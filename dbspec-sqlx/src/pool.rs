//! Connection pool management for SQLx.

use crate::config::{DatabaseBackend, SqlxConfig};
use crate::error::{SqlxError, SqlxResult};
use sqlx::Connection;
use std::str::FromStr;

/// A wrapper around SQLx connection pools supporting multiple databases.
#[derive(Clone, Debug)]
pub enum SqlxPool {
    /// PostgreSQL connection pool
    #[cfg(feature = "postgres")]
    Postgres(sqlx::PgPool),
    /// MySQL connection pool
    #[cfg(feature = "mysql")]
    MySql(sqlx::MySqlPool),
    /// SQLite connection pool
    #[cfg(feature = "sqlite")]
    Sqlite(sqlx::SqlitePool),
}

fn pool_options<DB: sqlx::Database>(config: &SqlxConfig) -> sqlx::pool::PoolOptions<DB> {
    sqlx::pool::PoolOptions::<DB>::new()
        .max_connections(config.max_connections)
        .min_connections(config.min_connections)
        .acquire_timeout(config.connect_timeout)
        .idle_timeout(config.idle_timeout)
        .max_lifetime(config.max_lifetime)
}

impl SqlxPool {
    /// Create a new pool from configuration.
    ///
    /// Lazy configurations only validate the URL here; the first checkout
    /// opens the first connection.
    pub async fn connect(config: &SqlxConfig) -> SqlxResult<Self> {
        match config.backend {
            #[cfg(feature = "postgres")]
            DatabaseBackend::Postgres => {
                let options = sqlx::postgres::PgConnectOptions::from_str(&config.url)?;
                let builder = pool_options::<sqlx::Postgres>(config);
                let pool = if config.lazy {
                    builder.connect_lazy_with(options)
                } else {
                    builder.connect_with(options).await?
                };
                Ok(Self::Postgres(pool))
            }
            #[cfg(feature = "mysql")]
            DatabaseBackend::MySql => {
                let options = sqlx::mysql::MySqlConnectOptions::from_str(&config.url)?;
                let builder = pool_options::<sqlx::MySql>(config);
                let pool = if config.lazy {
                    builder.connect_lazy_with(options)
                } else {
                    builder.connect_with(options).await?
                };
                Ok(Self::MySql(pool))
            }
            #[cfg(feature = "sqlite")]
            DatabaseBackend::Sqlite => {
                let mut options = sqlx::sqlite::SqliteConnectOptions::from_str(&config.url)?
                    .create_if_missing(true);
                if let Some(timeout) = config.busy_timeout {
                    options = options.busy_timeout(timeout);
                }
                let builder = pool_options::<sqlx::Sqlite>(config);
                let pool = if config.lazy {
                    builder.connect_lazy_with(options)
                } else {
                    builder.connect_with(options).await?
                };
                Ok(Self::Sqlite(pool))
            }
            #[allow(unreachable_patterns)]
            backend => Err(SqlxError::BackendDisabled(backend.name())),
        }
    }

    /// Get the database backend type.
    pub fn backend(&self) -> DatabaseBackend {
        match self {
            #[cfg(feature = "postgres")]
            Self::Postgres(_) => DatabaseBackend::Postgres,
            #[cfg(feature = "mysql")]
            Self::MySql(_) => DatabaseBackend::MySql,
            #[cfg(feature = "sqlite")]
            Self::Sqlite(_) => DatabaseBackend::Sqlite,
        }
    }

    /// Check out a connection and ping the server.
    pub async fn ping(&self) -> SqlxResult<()> {
        match self {
            #[cfg(feature = "postgres")]
            Self::Postgres(pool) => pool.acquire().await?.ping().await?,
            #[cfg(feature = "mysql")]
            Self::MySql(pool) => pool.acquire().await?.ping().await?,
            #[cfg(feature = "sqlite")]
            Self::Sqlite(pool) => pool.acquire().await?.ping().await?,
        }
        Ok(())
    }

    /// Close the pool.
    pub async fn close(&self) {
        match self {
            #[cfg(feature = "postgres")]
            Self::Postgres(pool) => pool.close().await,
            #[cfg(feature = "mysql")]
            Self::MySql(pool) => pool.close().await,
            #[cfg(feature = "sqlite")]
            Self::Sqlite(pool) => pool.close().await,
        }
    }

    /// Check if the pool is closed.
    pub fn is_closed(&self) -> bool {
        match self {
            #[cfg(feature = "postgres")]
            Self::Postgres(pool) => pool.is_closed(),
            #[cfg(feature = "mysql")]
            Self::MySql(pool) => pool.is_closed(),
            #[cfg(feature = "sqlite")]
            Self::Sqlite(pool) => pool.is_closed(),
        }
    }

    /// Get the pool status.
    pub fn status(&self) -> PoolStatus {
        let (size, idle) = match self {
            #[cfg(feature = "postgres")]
            Self::Postgres(pool) => (pool.size(), pool.num_idle()),
            #[cfg(feature = "mysql")]
            Self::MySql(pool) => (pool.size(), pool.num_idle()),
            #[cfg(feature = "sqlite")]
            Self::Sqlite(pool) => (pool.size(), pool.num_idle()),
        };
        PoolStatus {
            size,
            idle,
            is_closed: self.is_closed(),
            backend: self.backend(),
        }
    }

    /// Get the underlying PostgreSQL pool.
    #[cfg(feature = "postgres")]
    pub fn as_postgres(&self) -> Option<&sqlx::PgPool> {
        match self {
            Self::Postgres(pool) => Some(pool),
            #[allow(unreachable_patterns)]
            _ => None,
        }
    }

    /// Get the underlying MySQL pool.
    #[cfg(feature = "mysql")]
    pub fn as_mysql(&self) -> Option<&sqlx::MySqlPool> {
        match self {
            Self::MySql(pool) => Some(pool),
            #[allow(unreachable_patterns)]
            _ => None,
        }
    }

    /// Get the underlying SQLite pool.
    #[cfg(feature = "sqlite")]
    pub fn as_sqlite(&self) -> Option<&sqlx::SqlitePool> {
        match self {
            Self::Sqlite(pool) => Some(pool),
            #[allow(unreachable_patterns)]
            _ => None,
        }
    }
}

/// Pool status information.
#[derive(Debug, Clone)]
pub struct PoolStatus {
    /// Total pool size
    pub size: u32,
    /// Number of idle connections
    pub idle: usize,
    /// Whether the pool is closed
    pub is_closed: bool,
    /// Database backend type
    pub backend: DatabaseBackend,
}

▸ TASK OBJECTIVE:
Retype all of the material exactly as it stands above.

▸ SOLUTION:
filename dbspec-sqlx/src/pool.rs
//! Connection pool management for SQLx.

use crate::config::{DatabaseBackend, SqlxConfig};
use crate::error::{SqlxError, SqlxResult};
use sqlx::Connection;
use std::str::FromStr;

/// A wrapper around SQLx connection pools supporting multiple databases.
#[derive(Clone, Debug)]
pub enum SqlxPool {
    /// PostgreSQL connection pool
    #[cfg(feature = "postgres")]
    Postgres(sqlx::PgPool),
    /// MySQL connection pool
    #[cfg(feature = "mysql")]
    MySql(sqlx::MySqlPool),
    /// SQLite connection pool
    #[cfg(feature = "sqlite")]
    Sqlite(sqlx::SqlitePool),
}

fn pool_options<DB: sqlx::Database>(config: &SqlxConfig) -> sqlx::pool::PoolOptions<DB> {
    sqlx::pool::PoolOptions::<DB>::new()
        .max_connections(config.max_connections)
        .min_connections(config.min_connections)
        .acquire_timeout(config.connect_timeout)
        .idle_timeout(config.idle_timeout)
        .max_lifetime(config.max_lifetime)
}

impl SqlxPool {
    /// Create a new pool from configuration.
    ///
    /// Lazy configurations only validate the URL here; the first checkout
    /// opens the first connection.
    pub async fn connect(config: &SqlxConfig) -> SqlxResult<Self> {
        match config.backend {
            #[cfg(feature = "postgres")]
            DatabaseBackend::Postgres => {
                let options = sqlx::postgres::PgConnectOptions::from_str(&config.url)?;
                let builder = pool_options::<sqlx::Postgres>(config);
                let pool = if config.lazy {
                    builder.connect_lazy_with(options)
                } else {
                    builder.connect_with(options).await?
                };
                Ok(Self::Postgres(pool))
            }
            #[cfg(feature = "mysql")]
            DatabaseBackend::MySql => {
                let options = sqlx::mysql::MySqlConnectOptions::from_str(&config.url)?;
                let builder = pool_options::<sqlx::MySql>(config);
                let pool = if config.lazy {
                    builder.connect_lazy_with(options)
                } else {
                    builder.connect_with(options).await?
                };
                Ok(Self::MySql(pool))
            }
            #[cfg(feature = "sqlite")]
            DatabaseBackend::Sqlite => {
                let mut options = sqlx::sqlite::SqliteConnectOptions::from_str(&config.url)?
                    .create_if_missing(true);
                if let Some(timeout) = config.busy_timeout {
                    options = options.busy_timeout(timeout);
                }
                let builder = pool_options::<sqlx::Sqlite>(config);
                let pool = if config.lazy {
                    builder.connect_lazy_with(options)
                } else {
                    builder.connect_with(options).await?
                };
                Ok(Self::Sqlite(pool))
            }
            #[allow(unreachable_patterns)]
            backend => Err(SqlxError::BackendDisabled(backend.name())),
        }
    }

    /// Get the database backend type.
    pub fn backend(&self) -> DatabaseBackend {
        match self {
            #[cfg(feature = "postgres")]
            Self::Postgres(_) => DatabaseBackend::Postgres,
            #[cfg(feature = "mysql")]
            Self::MySql(_) => DatabaseBackend::MySql,
            #[cfg(feature = "sqlite")]
            Self::Sqlite(_) => DatabaseBackend::Sqlite,
        }
    }

    /// Check out a connection and ping the server.
    pub async fn ping(&self) -> SqlxResult<()> {
        match self {
            #[cfg(feature = "postgres")]
            Self::Postgres(pool) => pool.acquire().await?.ping().await?,
            #[cfg(feature = "mysql")]
            Self::MySql(pool) => pool.acquire().await?.ping().await?,
            #[cfg(feature = "sqlite")]
            Self::Sqlite(pool) => pool.acquire().await?.ping().await?,
        }
        Ok(())
    }

    /// Close the pool.
    pub async fn close(&self) {
        match self {
            #[cfg(feature = "postgres")]
            Self::Postgres(pool) => pool.close().await,
            #[cfg(feature = "mysql")]
            Self::MySql(pool) => pool.close().await,
            #[cfg(feature = "sqlite")]
            Self::Sqlite(pool) => pool.close().await,
        }
    }

    /// Check if the pool is closed.
    pub fn is_closed(&self) -> bool {
        match self {
            #[cfg(feature = "postgres")]
            Self::Postgres(pool) => pool.is_closed(),
            #[cfg(feature = "mysql")]
            Self::MySql(pool) => pool.is_closed(),
            #[cfg(feature = "sqlite")]
            Self::Sqlite(pool) => pool.is_closed(),
        }
    }

    /// Get the pool status.
    pub fn status(&self) -> PoolStatus {
        let (size, idle) = match self {
            #[cfg(feature = "postgres")]
            Self::Postgres(pool) => (pool.size(), pool.num_idle()),
            #[cfg(feature = "mysql")]
            Self::MySql(pool) => (pool.size(), pool.num_idle()),
            #[cfg(feature = "sqlite")]
            Self::Sqlite(pool) => (pool.size(), pool.num_idle()),
        };
        PoolStatus {
            size,
            idle,
            is_closed: self.is_closed(),
            backend: self.backend(),
        }
    }

    /// Get the underlying PostgreSQL pool.
    #[cfg(feature = "postgres")]
    pub fn as_postgres(&self) -> Option<&sqlx::PgPool> {
        match self {
            Self::Postgres(pool) => Some(pool),
            #[allow(unreachable_patterns)]
            _ => None,
        }
    }

    /// Get the underlying MySQL pool.
    #[cfg(feature = "mysql")]
    pub fn as_mysql(&self) -> Option<&sqlx::MySqlPool> {
        match self {
            Self::MySql(pool) => Some(pool),
            #[allow(unreachable_patterns)]
            _ => None,
        }
    }

    /// Get the underlying SQLite pool.
    #[cfg(feature = "sqlite")]
    pub fn as_sqlite(&self) -> Option<&sqlx::SqlitePool> {
        match self {
            Self::Sqlite(pool) => Some(pool),
            #[allow(unreachable_patterns)]
            _ => None,
        }
    }
}

/// Pool status information.
#[derive(Debug, Clone)]
pub struct PoolStatus {
    /// Total pool size
    pub size: u32,
    /// Number of idle connections
    pub idle: usize,
    /// Whether the pool is closed
    pub is_closed: bool,
    /// Database backend type
    pub backend: DatabaseBackend,
}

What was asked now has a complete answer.